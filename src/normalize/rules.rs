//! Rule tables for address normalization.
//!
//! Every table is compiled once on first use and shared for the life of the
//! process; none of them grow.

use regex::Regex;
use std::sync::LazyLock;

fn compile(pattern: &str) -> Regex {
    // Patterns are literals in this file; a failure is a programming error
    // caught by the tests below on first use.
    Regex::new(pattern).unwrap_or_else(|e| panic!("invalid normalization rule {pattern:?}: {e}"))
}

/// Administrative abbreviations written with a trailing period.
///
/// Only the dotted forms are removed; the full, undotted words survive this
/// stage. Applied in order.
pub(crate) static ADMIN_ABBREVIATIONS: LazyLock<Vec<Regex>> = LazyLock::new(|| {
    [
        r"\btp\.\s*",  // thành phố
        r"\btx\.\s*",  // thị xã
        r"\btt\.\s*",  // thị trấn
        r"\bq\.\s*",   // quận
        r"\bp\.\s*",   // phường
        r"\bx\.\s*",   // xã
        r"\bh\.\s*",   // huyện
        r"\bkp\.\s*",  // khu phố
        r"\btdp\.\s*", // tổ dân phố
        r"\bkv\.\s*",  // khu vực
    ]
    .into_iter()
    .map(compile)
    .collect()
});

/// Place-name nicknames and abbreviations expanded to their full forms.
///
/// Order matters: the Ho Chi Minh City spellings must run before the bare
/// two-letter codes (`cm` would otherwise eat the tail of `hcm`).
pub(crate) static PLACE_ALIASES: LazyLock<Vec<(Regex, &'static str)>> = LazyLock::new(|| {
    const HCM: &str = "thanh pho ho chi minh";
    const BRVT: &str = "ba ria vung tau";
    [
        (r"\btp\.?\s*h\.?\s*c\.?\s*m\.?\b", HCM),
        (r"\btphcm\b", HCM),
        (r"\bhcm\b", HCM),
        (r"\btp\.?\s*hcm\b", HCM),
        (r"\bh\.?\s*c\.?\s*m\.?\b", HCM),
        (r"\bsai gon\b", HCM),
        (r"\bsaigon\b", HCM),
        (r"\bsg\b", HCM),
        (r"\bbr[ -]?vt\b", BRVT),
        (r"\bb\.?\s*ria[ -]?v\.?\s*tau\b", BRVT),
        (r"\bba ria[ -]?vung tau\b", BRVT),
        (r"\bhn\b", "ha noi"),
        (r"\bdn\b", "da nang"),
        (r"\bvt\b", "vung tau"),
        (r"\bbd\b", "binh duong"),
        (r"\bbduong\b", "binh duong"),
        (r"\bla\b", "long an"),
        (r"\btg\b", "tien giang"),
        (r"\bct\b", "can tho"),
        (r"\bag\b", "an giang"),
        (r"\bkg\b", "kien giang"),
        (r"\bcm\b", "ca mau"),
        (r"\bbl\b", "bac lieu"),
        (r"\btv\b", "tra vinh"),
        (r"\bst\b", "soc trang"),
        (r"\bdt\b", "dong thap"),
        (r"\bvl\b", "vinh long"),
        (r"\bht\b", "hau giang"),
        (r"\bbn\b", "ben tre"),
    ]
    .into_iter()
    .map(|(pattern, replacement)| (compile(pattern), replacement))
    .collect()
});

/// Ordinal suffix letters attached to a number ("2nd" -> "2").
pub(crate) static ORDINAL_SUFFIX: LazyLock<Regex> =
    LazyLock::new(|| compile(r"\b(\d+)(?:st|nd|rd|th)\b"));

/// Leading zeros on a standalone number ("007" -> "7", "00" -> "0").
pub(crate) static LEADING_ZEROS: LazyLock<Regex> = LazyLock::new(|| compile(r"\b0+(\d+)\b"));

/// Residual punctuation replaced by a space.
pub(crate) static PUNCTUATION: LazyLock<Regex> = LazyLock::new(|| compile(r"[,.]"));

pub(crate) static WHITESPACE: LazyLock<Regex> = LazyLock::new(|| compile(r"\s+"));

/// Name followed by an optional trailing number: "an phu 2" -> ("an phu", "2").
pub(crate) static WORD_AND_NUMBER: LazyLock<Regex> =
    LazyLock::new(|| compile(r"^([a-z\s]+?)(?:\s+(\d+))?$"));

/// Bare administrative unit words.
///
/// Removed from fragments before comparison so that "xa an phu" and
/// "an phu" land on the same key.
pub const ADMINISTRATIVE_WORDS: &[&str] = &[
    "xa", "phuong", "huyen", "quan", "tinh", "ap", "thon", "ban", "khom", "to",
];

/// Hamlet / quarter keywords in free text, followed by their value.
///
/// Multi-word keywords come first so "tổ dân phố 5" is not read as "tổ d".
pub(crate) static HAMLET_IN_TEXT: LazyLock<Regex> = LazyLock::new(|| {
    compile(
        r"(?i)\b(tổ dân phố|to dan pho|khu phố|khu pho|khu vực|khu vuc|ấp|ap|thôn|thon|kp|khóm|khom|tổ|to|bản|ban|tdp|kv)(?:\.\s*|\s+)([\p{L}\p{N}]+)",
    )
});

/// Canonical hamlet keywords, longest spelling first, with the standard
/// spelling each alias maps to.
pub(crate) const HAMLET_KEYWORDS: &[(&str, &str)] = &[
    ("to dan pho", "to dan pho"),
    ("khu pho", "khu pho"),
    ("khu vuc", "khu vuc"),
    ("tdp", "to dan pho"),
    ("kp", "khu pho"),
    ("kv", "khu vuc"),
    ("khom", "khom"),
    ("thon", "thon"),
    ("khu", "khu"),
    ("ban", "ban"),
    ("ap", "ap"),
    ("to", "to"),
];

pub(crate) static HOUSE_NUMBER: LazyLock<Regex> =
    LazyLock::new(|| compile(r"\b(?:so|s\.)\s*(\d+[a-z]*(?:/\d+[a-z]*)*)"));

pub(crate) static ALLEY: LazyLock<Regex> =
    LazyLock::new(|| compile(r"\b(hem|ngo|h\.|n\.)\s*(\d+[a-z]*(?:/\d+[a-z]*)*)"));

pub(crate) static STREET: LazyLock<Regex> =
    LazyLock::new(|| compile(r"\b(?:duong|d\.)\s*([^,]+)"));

Exercise aim: Using the listing above, write every line out again exactly.

Response area:
filename src/normalize/rules.rs
//! Rule tables for address normalization.
//!
//! Every table is compiled once on first use and shared for the life of the
//! process; none of them grow.

use regex::Regex;
use std::sync::LazyLock;

fn compile(pattern: &str) -> Regex {
    // Patterns are literals in this file; a failure is a programming error
    // caught by the tests below on first use.
    Regex::new(pattern).unwrap_or_else(|e| panic!("invalid normalization rule {pattern:?}: {e}"))
}

/// Administrative abbreviations written with a trailing period.
///
/// Only the dotted forms are removed; the full, undotted words survive this
/// stage. Applied in order.
pub(crate) static ADMIN_ABBREVIATIONS: LazyLock<Vec<Regex>> = LazyLock::new(|| {
    [
        r"\btp\.\s*",  // thành phố
        r"\btx\.\s*",  // thị xã
        r"\btt\.\s*",  // thị trấn
        r"\bq\.\s*",   // quận
        r"\bp\.\s*",   // phường
        r"\bx\.\s*",   // xã
        r"\bh\.\s*",   // huyện
        r"\bkp\.\s*",  // khu phố
        r"\btdp\.\s*", // tổ dân phố
        r"\bkv\.\s*",  // khu vực
    ]
    .into_iter()
    .map(compile)
    .collect()
});

/// Place-name nicknames and abbreviations expanded to their full forms.
///
/// Order matters: the Ho Chi Minh City spellings must run before the bare
/// two-letter codes (`cm` would otherwise eat the tail of `hcm`).
pub(crate) static PLACE_ALIASES: LazyLock<Vec<(Regex, &'static str)>> = LazyLock::new(|| {
    const HCM: &str = "thanh pho ho chi minh";
    const BRVT: &str = "ba ria vung tau";
    [
        (r"\btp\.?\s*h\.?\s*c\.?\s*m\.?\b", HCM),
        (r"\btphcm\b", HCM),
        (r"\bhcm\b", HCM),
        (r"\btp\.?\s*hcm\b", HCM),
        (r"\bh\.?\s*c\.?\s*m\.?\b", HCM),
        (r"\bsai gon\b", HCM),
        (r"\bsaigon\b", HCM),
        (r"\bsg\b", HCM),
        (r"\bbr[ -]?vt\b", BRVT),
        (r"\bb\.?\s*ria[ -]?v\.?\s*tau\b", BRVT),
        (r"\bba ria[ -]?vung tau\b", BRVT),
        (r"\bhn\b", "ha noi"),
        (r"\bdn\b", "da nang"),
        (r"\bvt\b", "vung tau"),
        (r"\bbd\b", "binh duong"),
        (r"\bbduong\b", "binh duong"),
        (r"\bla\b", "long an"),
        (r"\btg\b", "tien giang"),
        (r"\bct\b", "can tho"),
        (r"\bag\b", "an giang"),
        (r"\bkg\b", "kien giang"),
        (r"\bcm\b", "ca mau"),
        (r"\bbl\b", "bac lieu"),
        (r"\btv\b", "tra vinh"),
        (r"\bst\b", "soc trang"),
        (r"\bdt\b", "dong thap"),
        (r"\bvl\b", "vinh long"),
        (r"\bht\b", "hau giang"),
        (r"\bbn\b", "ben tre"),
    ]
    .into_iter()
    .map(|(pattern, replacement)| (compile(pattern), replacement))
    .collect()
});

/// Ordinal suffix letters attached to a number ("2nd" -> "2").
pub(crate) static ORDINAL_SUFFIX: LazyLock<Regex> =
    LazyLock::new(|| compile(r"\b(\d+)(?:st|nd|rd|th)\b"));

/// Leading zeros on a standalone number ("007" -> "7", "00" -> "0").
pub(crate) static LEADING_ZEROS: LazyLock<Regex> = LazyLock::new(|| compile(r"\b0+(\d+)\b"));

/// Residual punctuation replaced by a space.
pub(crate) static PUNCTUATION: LazyLock<Regex> = LazyLock::new(|| compile(r"[,.]"));

pub(crate) static WHITESPACE: LazyLock<Regex> = LazyLock::new(|| compile(r"\s+"));

/// Name followed by an optional trailing number: "an phu 2" -> ("an phu", "2").
pub(crate) static WORD_AND_NUMBER: LazyLock<Regex> =
    LazyLock::new(|| compile(r"^([a-z\s]+?)(?:\s+(\d+))?$"));

/// Bare administrative unit words.
///
/// Removed from fragments before comparison so that "xa an phu" and
/// "an phu" land on the same key.
pub const ADMINISTRATIVE_WORDS: &[&str] = &[
    "xa", "phuong", "huyen", "quan", "tinh", "ap", "thon", "ban", "khom", "to",
];

/// Hamlet / quarter keywords in free text, followed by their value.
///
/// Multi-word keywords come first so "tổ dân phố 5" is not read as "tổ d".
pub(crate) static HAMLET_IN_TEXT: LazyLock<Regex> = LazyLock::new(|| {
    compile(
        r"(?i)\b(tổ dân phố|to dan pho|khu phố|khu pho|khu vực|khu vuc|ấp|ap|thôn|thon|kp|khóm|khom|tổ|to|bản|ban|tdp|kv)(?:\.\s*|\s+)([\p{L}\p{N}]+)",
    )
});

/// Canonical hamlet keywords, longest spelling first, with the standard
/// spelling each alias maps to.
pub(crate) const HAMLET_KEYWORDS: &[(&str, &str)] = &[
    ("to dan pho", "to dan pho"),
    ("khu pho", "khu pho"),
    ("khu vuc", "khu vuc"),
    ("tdp", "to dan pho"),
    ("kp", "khu pho"),
    ("kv", "khu vuc"),
    ("khom", "khom"),
    ("thon", "thon"),
    ("khu", "khu"),
    ("ban", "ban"),
    ("ap", "ap"),
    ("to", "to"),
];

pub(crate) static HOUSE_NUMBER: LazyLock<Regex> =
    LazyLock::new(|| compile(r"\b(?:so|s\.)\s*(\d+[a-z]*(?:/\d+[a-z]*)*)"));

pub(crate) static ALLEY: LazyLock<Regex> =
    LazyLock::new(|| compile(r"\b(hem|ngo|h\.|n\.)\s*(\d+[a-z]*(?:/\d+[a-z]*)*)"));

pub(crate) static STREET: LazyLock<Regex> =
    LazyLock::new(|| compile(r"\b(?:duong|d\.)\s*([^,]+)"));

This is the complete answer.